Sangre y muerte es lo que somos, una para vivir, y la otra para seguir más
allá. Guarde en su corazón lo que ha visto, señor Silver, porque yo mismo
vendré por usted, cuando Mictlantecuhtli así lo disponga…
El
enorme ser se acercó a la mujer, y le susurró algo al oído. Ella le sonrió, y
lo tomó de la mano. Ambos avanzaron por el camino de las flores, la tierra y la
sal, mientras las veladoras se iban apagando a su paso. En el lugar dónde ellos
habían estado de pie se dibujaban unos extraños símbolos: una calavera
sonriente envuelta en dos tiras de papel con elementos prehispánicos.
-Ollin Miquiztli-, dijo Jacobo, sonriendo
al ver aquellos símbolos grabados en el suelo.
-¿Y
qué significan?-, preguntó el oficial Buendía, mientras las últimas veladoras
se apagaban, y el crujido del árbol indicaba que este se estaba cerrando al
fin.
-La
muerte en movimiento.

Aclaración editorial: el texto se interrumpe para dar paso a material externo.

use crate::{
    config::StatBounds,
    entity::BaseAttributes,
    status::{EffectDatabase, EffectTable, ModifierOp},
};

use super::{DerivedStats, StatBlock, StatId};

/// 재계산 입력 묶음
///
/// 파이프라인은 이 입력의 순수 함수다. 같은 입력이면 효과 삽입 순서와
/// 무관하게 항상 같은 결과를 낸다.
pub struct StatInputs<'a> {
    pub base: &'a BaseAttributes,
    pub equipment: &'a StatBlock,
    pub effects: &'a EffectTable,
    pub db: &'a EffectDatabase,
    pub bounds: &'a StatBounds,
}

/// 활성 효과들로부터 모은 기여분
#[derive(Debug, Default)]
struct Contributions {
    flat: StatBlock,
    rate: StatBlock,
    overrides: [Option<i32>; StatId::COUNT],
}

/// 파생 스탯 전체를 다시 계산한다.
///
/// 레이어마다 다음 순서를 지킨다.
/// 1. 기본값 + 패시브(장비) 고정 가산
/// 2. 활성 효과의 고정 가감 (EffectKind 선언 순)
/// 3. 활성 효과의 비율 보정을 합산해 한 번만 곱함
/// 4. 설정된 최소/최대로 clamp
///
/// 강제 고정(short-circuit) 효과가 있는 스탯은 1~4 를 건너뛰고 그 값을 그대로 쓴다.
pub fn recalculate(inputs: &StatInputs<'_>) -> DerivedStats {
    let contributions = collect_contributions(inputs.effects, inputs.db);
    let mut out = DerivedStats::default();

    for stat in StatId::ATTRIBUTES {
        let base = inputs.base.attribute(stat);
        out.set(stat, compose(stat, base, inputs, &contributions));
    }

    // 전투 레이어의 기본값은 합성이 끝난 1차 능력치에서 나온다.
    for stat in StatId::COMBAT {
        let base = combat_base(stat, inputs.base, &out);
        out.set(stat, compose(stat, base, inputs, &contributions));
    }

    out
}

fn collect_contributions(effects: &EffectTable, db: &EffectDatabase) -> Contributions {
    let mut contributions = Contributions::default();

    for kind in effects.kinds_sorted() {
        let (Some(desc), Some(effect)) = (db.get(kind), effects.get(kind)) else {
            continue;
        };

        for forced in &desc.overrides {
            let slot = &mut contributions.overrides[forced.stat.index()];
            if slot.is_none() {
                *slot = Some(forced.value);
            }
        }

        for modifier in &desc.modifiers {
            let value = modifier.value_for(effect);
            match modifier.op {
                ModifierOp::Flat => {
                    let slot = &mut contributions.flat[modifier.stat];
                    *slot = slot.saturating_add(value);
                }
                ModifierOp::Rate => {
                    let slot = &mut contributions.rate[modifier.stat];
                    *slot = slot.saturating_add(value);
                }
            }
        }
    }

    contributions
}

fn compose(
    stat: StatId,
    base: i64,
    inputs: &StatInputs<'_>,
    contributions: &Contributions,
) -> i32 {
    if let Some(forced) = contributions.overrides[stat.index()] {
        return forced;
    }

    let mut value = base + i64::from(inputs.equipment[stat]);
    value += i64::from(contributions.flat[stat]);

    let rate = (100 + i64::from(contributions.rate[stat])).max(0);
    value = value * rate / 100;

    inputs.bounds.clamp(stat, value)
}

fn combat_base(stat: StatId, base: &BaseAttributes, attrs: &DerivedStats) -> i64 {
    let level = i64::from(base.level);
    let str = i64::from(attrs.str);
    let agi = i64::from(attrs.agi);
    let vit = i64::from(attrs.vit);
    let int = i64::from(attrs.int);
    let dex = i64::from(attrs.dex);
    let luk = i64::from(attrs.luk);

    match stat {
        StatId::MaxHp => i64::from(base.max_hp) * (100 + vit) / 100,
        StatId::MaxSp => i64::from(base.max_sp) * (100 + int) / 100,
        StatId::Atk => {
            let str_bonus = str / 10;
            i64::from(base.atk) + str + str_bonus * str_bonus + dex / 5 + luk / 5
        }
        StatId::Matk => {
            let int_bonus = int / 5;
            i64::from(base.matk) + int + int_bonus * int_bonus
        }
        StatId::Def => i64::from(base.def) + vit / 2,
        StatId::Mdef => i64::from(base.mdef) + int / 2,
        StatId::Hit => level + dex,
        StatId::Flee => level + agi,
        StatId::Critical => 10 + luk * 3,
        StatId::Speed => i64::from(base.speed),
        StatId::AttackDelay => {
            let delay = i64::from(base.attack_delay);
            delay - delay * (agi * 4 + dex) / 1000
        }
        // 1차 능력치는 attribute 레이어에서 처리된다.
        _ => base.attribute(stat),
    }
}

#[cfg(test)]
mod tests {
    use super::*;
    use crate::{
        config::EngineConfig,
        status::{ActiveEffect, EffectKind},
    };

    fn base() -> BaseAttributes {
        BaseAttributes {
            level: 50,
            str: 30,
            agi: 20,
            vit: 20,
            int: 10,
            dex: 25,
            luk: 9,
            max_hp: 1000,
            max_sp: 200,
            atk: 100,
            matk: 20,
            def: 10,
            mdef: 5,
            speed: 150,
            attack_delay: 1000,
        }
    }

    #[test]
    fn bare_entity_uses_layered_formulas() {
        let config = EngineConfig::default();
        let db = EffectDatabase::builtin();
        let table = EffectTable::new();
        let equipment = StatBlock::new();
        let base = base();

        let stats = recalculate(&StatInputs {
            base: &base,
            equipment: &equipment,
            effects: &table,
            db: &db,
            bounds: &config.bounds,
        });

        assert_eq!(stats.str, 30);
        assert_eq!(stats.max_hp, 1200);
        assert_eq!(stats.max_sp, 220);
        // 100 + 30 + 3*3 + 25/5 + 9/5
        assert_eq!(stats.atk, 100 + 30 + 9 + 5 + 1);
        assert_eq!(stats.def, 20);
        assert_eq!(stats.hit, 75);
        assert_eq!(stats.flee, 70);
        assert_eq!(stats.critical, 37);
        // 1000 - 1000 * (80 + 25) / 1000
        assert_eq!(stats.attack_delay, 895);
    }

    #[test]
    fn override_skips_composition_for_that_stat_only() {
        let config = EngineConfig::default();
        let db = EffectDatabase::builtin();
        let mut table = EffectTable::new();
        let equipment = StatBlock::from_pairs([(StatId::Def, 40)]);
        let base = base();

        let desc = db.get(EffectKind::SteelBody).expect("steel body descriptor");
        table.insert(ActiveEffect::new(EffectKind::SteelBody, [5, 0, 0, 0], desc.groups));

        let stats = recalculate(&StatInputs {
            base: &base,
            equipment: &equipment,
            effects: &table,
            db: &db,
            bounds: &config.bounds,
        });

        assert_eq!(stats.def, 90, "equipment def must not leak through the override");
        assert_eq!(stats.mdef, 90);
        assert_eq!(stats.speed, 150 * 125 / 100);
    }

    /// 같은 효과 집합이면 넣은 순서와 상관없이 결과가 같다.
    #[test]
    fn insertion_order_does_not_change_the_result() {
        let config = EngineConfig::default();
        let db = EffectDatabase::builtin();
        let equipment = StatBlock::from_pairs([(StatId::Def, 40), (StatId::Atk, 15)]);
        let base = base();

        // 고정치(Blessing, Gloria, IncreaseAgi), 비율(Poison), 덮어쓰기(SteelBody, Curse)
        let kinds = [
            EffectKind::Poison,
            EffectKind::Blessing,
            EffectKind::SteelBody,
            EffectKind::Curse,
            EffectKind::Gloria,
            EffectKind::IncreaseAgi,
        ];
        let fill = |order: &mut dyn Iterator<Item = EffectKind>| {
            let mut table = EffectTable::new();
            for kind in order {
                let groups = db.get(kind).map(|d| d.groups).unwrap_or_default();
                table.insert(ActiveEffect::new(kind, [4, 0, 0, 0], groups));
            }
            table
        };
        let forward = fill(&mut kinds.iter().copied());
        let backward = fill(&mut kinds.iter().rev().copied());

        let compute = |table: &EffectTable| {
            recalculate(&StatInputs {
                base: &base,
                equipment: &equipment,
                effects: table,
                db: &db,
                bounds: &config.bounds,
            })
        };
        let first = compute(&forward);
        let second = compute(&backward);

        assert_eq!(first, second);
        assert_eq!(first.def, 90);
        assert_eq!(first.luk, 0);
    }
}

Cuando morimos, no desparecemos mientras la gente nos
recuerde. Seguimos viviendo, en otro plano, con otra energía que los vivos no
comprendemos, pero que para los muertos es como un último pedazo de fuego al
cual aferrarse.
El
policía carraspeó.
-Y
acerca de lo que vio, puedo preguntar…
-No
le diré nada. Puede que aún vivamos para verlo. Mientras tanto, yo invito la cena…
-Pero…
-Le
dije que tendría razón después de todo. Era un presentimiento. Vámonos…
Ambos
salieron de la plaza, mientras el viento frío levantaba los pétalos del camino
de sal y tierra. El aire se perfumó con el olor del cempasúchil y el humo de
las veladoras apagadas.
Nadie se dio cuenta
que, bajo el símbolo de la muerte en movimiento, al pie del árbol de la Noche
Triste, empezaba a manar agua. Un chorro de agua fría, oscura y salada.